### Your instructions
Return only those lines of the records below in which "ChannelEvent" appears.

### Data to examine
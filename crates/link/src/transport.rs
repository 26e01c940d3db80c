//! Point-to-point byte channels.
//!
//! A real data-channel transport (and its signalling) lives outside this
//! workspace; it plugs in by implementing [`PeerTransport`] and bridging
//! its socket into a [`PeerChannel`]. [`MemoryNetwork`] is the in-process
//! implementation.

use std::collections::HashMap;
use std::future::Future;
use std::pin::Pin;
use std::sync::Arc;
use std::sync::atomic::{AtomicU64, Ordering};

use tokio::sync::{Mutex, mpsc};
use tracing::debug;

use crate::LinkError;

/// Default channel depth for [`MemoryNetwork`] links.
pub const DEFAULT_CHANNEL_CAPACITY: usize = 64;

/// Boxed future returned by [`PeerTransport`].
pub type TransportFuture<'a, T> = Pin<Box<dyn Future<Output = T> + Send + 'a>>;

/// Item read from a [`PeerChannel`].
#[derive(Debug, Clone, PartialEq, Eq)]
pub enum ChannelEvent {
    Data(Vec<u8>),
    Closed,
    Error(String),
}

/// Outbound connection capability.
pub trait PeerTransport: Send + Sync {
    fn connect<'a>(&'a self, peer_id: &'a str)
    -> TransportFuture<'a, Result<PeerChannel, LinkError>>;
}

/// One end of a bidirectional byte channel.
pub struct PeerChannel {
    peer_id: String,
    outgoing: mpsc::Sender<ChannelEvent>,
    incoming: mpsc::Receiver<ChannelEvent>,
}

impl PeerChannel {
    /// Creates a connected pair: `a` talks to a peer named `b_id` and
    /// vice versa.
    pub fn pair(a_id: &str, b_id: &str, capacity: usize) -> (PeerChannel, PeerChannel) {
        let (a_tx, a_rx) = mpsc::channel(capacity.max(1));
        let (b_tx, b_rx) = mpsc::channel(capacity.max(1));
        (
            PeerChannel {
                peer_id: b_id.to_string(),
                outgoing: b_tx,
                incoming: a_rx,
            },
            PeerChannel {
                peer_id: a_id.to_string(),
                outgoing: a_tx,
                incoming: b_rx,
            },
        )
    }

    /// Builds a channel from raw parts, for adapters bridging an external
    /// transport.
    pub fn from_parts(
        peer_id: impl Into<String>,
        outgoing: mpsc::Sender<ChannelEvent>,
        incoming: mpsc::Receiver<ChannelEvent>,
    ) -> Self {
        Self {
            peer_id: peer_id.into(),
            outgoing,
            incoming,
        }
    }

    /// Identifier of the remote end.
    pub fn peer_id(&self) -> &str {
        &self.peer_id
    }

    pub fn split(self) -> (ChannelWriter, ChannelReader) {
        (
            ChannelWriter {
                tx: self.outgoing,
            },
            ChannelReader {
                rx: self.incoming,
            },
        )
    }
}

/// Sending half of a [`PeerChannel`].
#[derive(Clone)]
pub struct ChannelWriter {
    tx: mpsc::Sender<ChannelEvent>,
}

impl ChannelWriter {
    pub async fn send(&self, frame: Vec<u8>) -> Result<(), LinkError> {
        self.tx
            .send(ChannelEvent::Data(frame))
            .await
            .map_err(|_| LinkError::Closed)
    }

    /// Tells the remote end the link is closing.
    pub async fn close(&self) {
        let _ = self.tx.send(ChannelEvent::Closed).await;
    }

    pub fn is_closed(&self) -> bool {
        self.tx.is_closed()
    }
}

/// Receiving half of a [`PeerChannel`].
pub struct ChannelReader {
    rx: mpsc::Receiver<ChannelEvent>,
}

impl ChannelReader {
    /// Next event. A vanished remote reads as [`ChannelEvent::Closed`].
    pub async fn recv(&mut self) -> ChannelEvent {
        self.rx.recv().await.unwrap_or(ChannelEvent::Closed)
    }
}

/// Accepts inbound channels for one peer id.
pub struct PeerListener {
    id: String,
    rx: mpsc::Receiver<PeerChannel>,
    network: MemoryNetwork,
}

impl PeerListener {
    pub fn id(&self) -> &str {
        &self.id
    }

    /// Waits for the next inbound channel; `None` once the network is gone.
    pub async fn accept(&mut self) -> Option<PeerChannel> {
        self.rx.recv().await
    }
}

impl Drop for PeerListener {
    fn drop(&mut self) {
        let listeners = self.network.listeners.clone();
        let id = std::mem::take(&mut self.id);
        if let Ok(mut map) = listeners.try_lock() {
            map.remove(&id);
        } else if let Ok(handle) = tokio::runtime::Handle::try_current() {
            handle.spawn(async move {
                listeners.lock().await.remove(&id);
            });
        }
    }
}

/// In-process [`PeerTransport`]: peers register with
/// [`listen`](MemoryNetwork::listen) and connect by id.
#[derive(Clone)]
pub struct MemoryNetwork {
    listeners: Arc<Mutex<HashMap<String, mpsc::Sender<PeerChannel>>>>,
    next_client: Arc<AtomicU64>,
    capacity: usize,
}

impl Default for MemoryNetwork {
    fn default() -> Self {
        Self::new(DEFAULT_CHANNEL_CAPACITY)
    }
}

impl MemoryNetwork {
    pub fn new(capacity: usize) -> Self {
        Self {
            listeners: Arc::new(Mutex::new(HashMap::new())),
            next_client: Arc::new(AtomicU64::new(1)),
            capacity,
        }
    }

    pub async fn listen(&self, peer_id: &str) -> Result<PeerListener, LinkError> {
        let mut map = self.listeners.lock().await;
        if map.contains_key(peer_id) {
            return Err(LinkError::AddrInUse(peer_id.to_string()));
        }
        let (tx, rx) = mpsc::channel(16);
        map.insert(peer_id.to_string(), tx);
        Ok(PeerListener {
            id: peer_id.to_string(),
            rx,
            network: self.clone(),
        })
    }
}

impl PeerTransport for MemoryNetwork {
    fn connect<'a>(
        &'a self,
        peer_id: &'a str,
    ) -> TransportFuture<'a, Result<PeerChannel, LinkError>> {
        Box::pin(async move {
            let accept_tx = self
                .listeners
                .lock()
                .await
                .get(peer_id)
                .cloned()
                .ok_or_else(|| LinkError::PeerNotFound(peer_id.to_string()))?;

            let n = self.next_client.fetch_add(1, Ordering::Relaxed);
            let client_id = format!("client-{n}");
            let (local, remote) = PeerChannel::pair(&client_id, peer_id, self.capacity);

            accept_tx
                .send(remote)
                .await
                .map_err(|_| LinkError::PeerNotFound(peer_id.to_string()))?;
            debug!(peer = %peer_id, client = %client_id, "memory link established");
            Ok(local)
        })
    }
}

### Output of the exercise
pub enum ChannelEvent {
    outgoing: mpsc::Sender<ChannelEvent>,
    incoming: mpsc::Receiver<ChannelEvent>,
        outgoing: mpsc::Sender<ChannelEvent>,
        incoming: mpsc::Receiver<ChannelEvent>,
    tx: mpsc::Sender<ChannelEvent>,
            .send(ChannelEvent::Data(frame))
        let _ = self.tx.send(ChannelEvent::Closed).await;
    rx: mpsc::Receiver<ChannelEvent>,
    /// Next event. A vanished remote reads as [`ChannelEvent::Closed`].
    pub async fn recv(&mut self) -> ChannelEvent {
        self.rx.recv().await.unwrap_or(ChannelEvent::Closed)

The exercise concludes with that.